I'd like to see a bit more discussion from the perspective of the potential patient, while acknowledging that you only had simulated patients. Paper focuses too much on the clinician perspective but forgets the patient's voice. What is it like to answer the questionnaire? Is it potentially frustrating if it asks you a bunch of seemingly irrelevant questions? Is it time consuming? Is it difficult to understand the questions? Does it provide appropriate options for the answer you select? Clinics will not implement this system if it annoys or upsets their patients, even if it does slightly improve diagnosis and clinician interview time.
Limitations
You do touch on most of the limitations I raised above, but I'd still suggest reviewing this section in light of the limitations I discussed above and see if you can't make it clearer.
Generally fine.
Author Response
Response to Reviewer 1
1.Abstract
"Medical interviews are expected to undergo a major transformation through the use of artificial intelligence. However, research on the accuracy and effectiveness of artificial intelligence-based diagnosis systems is limited." - strange assertion to make. AI based diagnosis systems research goes back into the 1980s, and there's lots of papers excitedly claiming they're "very good" - the real catch is that very few of these research tools ever make it into practice, either because they don't fit workflows, they're overly specific, or they're incredibly cumbersome to maintain and update.
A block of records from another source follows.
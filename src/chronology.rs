//! Calendar alignment for a simulated year.
//!
//! Maps every calendar day of the target year to its weekday index
//! (Monday = 0 ... Sunday = 6) and to the day-type whose statistics apply.

use std::fmt;

use chrono::{Datelike, NaiveDate};
use serde::{Deserialize, Serialize};

/// Day categories with their own occupancy statistics.
#[derive(Clone, Copy, Debug, PartialEq, Eq, Hash, PartialOrd, Ord, Serialize, Deserialize)]
#[serde(rename_all = "snake_case")]
pub enum DayType {
    Weekday,
    Saturday,
    Sunday,
}

impl DayType {
    pub const ALL: [DayType; 3] = [DayType::Weekday, DayType::Saturday, DayType::Sunday];

    /// Day-type of a weekday index (Monday = 0).
    pub fn from_weekday_index(index: u8) -> Self {
        match index % 7 {
            5 => DayType::Saturday,
            6 => DayType::Sunday,
            _ => DayType::Weekday,
        }
    }

    pub fn name(&self) -> &'static str {
        match self {
            DayType::Weekday => "weekday",
            DayType::Saturday => "saturday",
            DayType::Sunday => "sunday",
        }
    }
}

impl fmt::Display for DayType {
    fn fmt(&self, f: &mut fmt::Formatter<'_>) -> fmt::Result {
        write!(f, "{}", self.name())
    }
}

/// How many days a non-leap year is given.
///
/// `Legacy` reproduces the 355-day non-leap year of older output files and
/// exists only for comparing against them.
#[derive(Clone, Copy, Debug, Default, PartialEq, Eq, Serialize, Deserialize)]
#[serde(rename_all = "snake_case")]
pub enum DayCountRule {
    #[default]
    Calendar,
    Legacy,
}

impl DayCountRule {
    pub fn day_count(&self, leap: bool) -> usize {
        match (leap, self) {
            (true, _) => 366,
            (false, DayCountRule::Calendar) => 365,
            (false, DayCountRule::Legacy) => 355,
        }
    }
}

/// Day-of-week alignment of one simulated year.
#[derive(Clone, Debug, PartialEq, Eq, Serialize, Deserialize)]
pub struct Chronology {
    pub year: i32,
    /// Weekday index of every simulated day, starting at January 1.
    pub day_of_week: Vec<u8>,
    pub day_count: usize,
}

impl Chronology {
    /// Build the chronology of `year`. Returns `None` for years chrono cannot represent.
    pub fn build(year: i32, rule: DayCountRule) -> Option<Self> {
        let first = NaiveDate::from_ymd_opt(year, 1, 1)?;
        let leap = NaiveDate::from_ymd_opt(year, 2, 29).is_some();
        let day_count = rule.day_count(leap);
        let first_weekday = first.weekday().num_days_from_monday() as usize;

        let day_of_week = (0..7u8)
            .cycle()
            .skip(first_weekday)
            .take(day_count)
            .collect();

        Some(Self { year, day_of_week, day_count })
    }

    /// Weekday index of January 1.
    pub fn first_weekday(&self) -> u8 {
        self.day_of_week.first().copied().unwrap_or(0)
    }

    /// Day-type of the given day of the year (0-based).
    pub fn day_type(&self, day: usize) -> Option<DayType> {
        self.day_of_week.get(day).map(|&d| DayType::from_weekday_index(d))
    }

    /// Number of days of each type in the simulated year.
    pub fn day_type_counts(&self) -> [(DayType, usize); 3] {
        let mut counts = [0usize; 3];
        for &d in &self.day_of_week {
            counts[DayType::from_weekday_index(d) as usize] += 1;
        }
        [
            (DayType::Weekday, counts[0]),
            (DayType::Saturday, counts[1]),
            (DayType::Sunday, counts[2]),
        ]
    }
}

#[cfg(test)]
mod tests {
    use super::*;

    #[test]
    fn test_leap_year_day_count() {
        let chrono = Chronology::build(2016, DayCountRule::Calendar).unwrap();
        assert_eq!(chrono.day_count, 366);
        assert_eq!(chrono.day_of_week.len(), 366);
    }

    #[test]
    fn test_common_year_day_count() {
        let chrono = Chronology::build(2013, DayCountRule::Calendar).unwrap();
        assert_eq!(chrono.day_count, 365);
        assert_eq!(chrono.day_of_week.len(), 365);
    }

    #[test]
    fn test_legacy_rule_keeps_short_year() {
        let legacy = Chronology::build(2013, DayCountRule::Legacy).unwrap();
        assert_eq!(legacy.day_count, 355);
        let leap = Chronology::build(2016, DayCountRule::Legacy).unwrap();
        assert_eq!(leap.day_count, 366);
    }

    #[test]
    fn test_first_weekday() {
        // 1 January 2013 was a Tuesday, 2016 a Friday
        assert_eq!(Chronology::build(2013, DayCountRule::Calendar).unwrap().first_weekday(), 1);
        assert_eq!(Chronology::build(2016, DayCountRule::Calendar).unwrap().first_weekday(), 4);
    }

    #[test]
    fn test_weekdays_cycle() {
        let chrono = Chronology::build(2016, DayCountRule::Calendar).unwrap();
        assert_eq!(&chrono.day_of_week[..5], &[4, 5, 6, 0, 1]);
        for pair in chrono.day_of_week.windows(2) {
            assert_eq!(pair[1], (pair[0] + 1) % 7);
        }
        assert_eq!(chrono.day_type(1), Some(DayType::Saturday));
        assert_eq!(chrono.day_type(2), Some(DayType::Sunday));
        assert_eq!(chrono.day_type(366), None);
    }

    #[test]
    fn test_day_type_counts() {
        // 2013 starts and ends on a Tuesday: 53 Tuesdays, 52 of every other day
        let chrono = Chronology::build(2013, DayCountRule::Calendar).unwrap();
        let counts = chrono.day_type_counts();
        assert_eq!(counts[0], (DayType::Weekday, 261));
        assert_eq!(counts[1], (DayType::Saturday, 52));
        assert_eq!(counts[2], (DayType::Sunday, 52));
    }
}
"A randomized, controlled trial to determine the usefulness of an artificial intelligence-based support system was conducted." - what AI based system? Should be stated.
Response to your comment
Thank you for your comment. I have revised our abstract accordingly. As you point out, we are not sufficiently familiar with the history of the relationship between medicine and artificial intelligence. I have revised the manuscript as follows based on your suggestion.
“However, artificial intelligence-based systems that support medical interviews are not yet wide-spread in Japan, and their usefulness is unclear. A randomized, controlled trial to determine the usefulness of a commercial medical interview support system using a question flow chart-type application based on a Bayesian model was conducted.”
2.Introduction
"To the best of our knowledge, no reports have evaluated the effectiveness of an artificial intelligence-based system for assisting the medical interview process." - do a literature review using the term "expert system" and you'll find many, in fact the concept of backward chaining expert systems was specifically developed for medical interviewing from the perspective of differential diagnosis i.e. you know they're sick but you ask a series of questions to narrow down what type of sickness. They will be mostly focused on a particular domain i.e. cardiovascular, or thyroid, or perhaps the most famous and first one of this type - bacterial infections (MYCIN), etc. but it was a huge area of research in the 80s in particular. The results were invariably quite good on paper, but they never got used in practice. Ultimately they were such a commercial failure that barely anyone continued researching through the 90s.
Response to your comment
I have revised our introduction based on your comment, as below.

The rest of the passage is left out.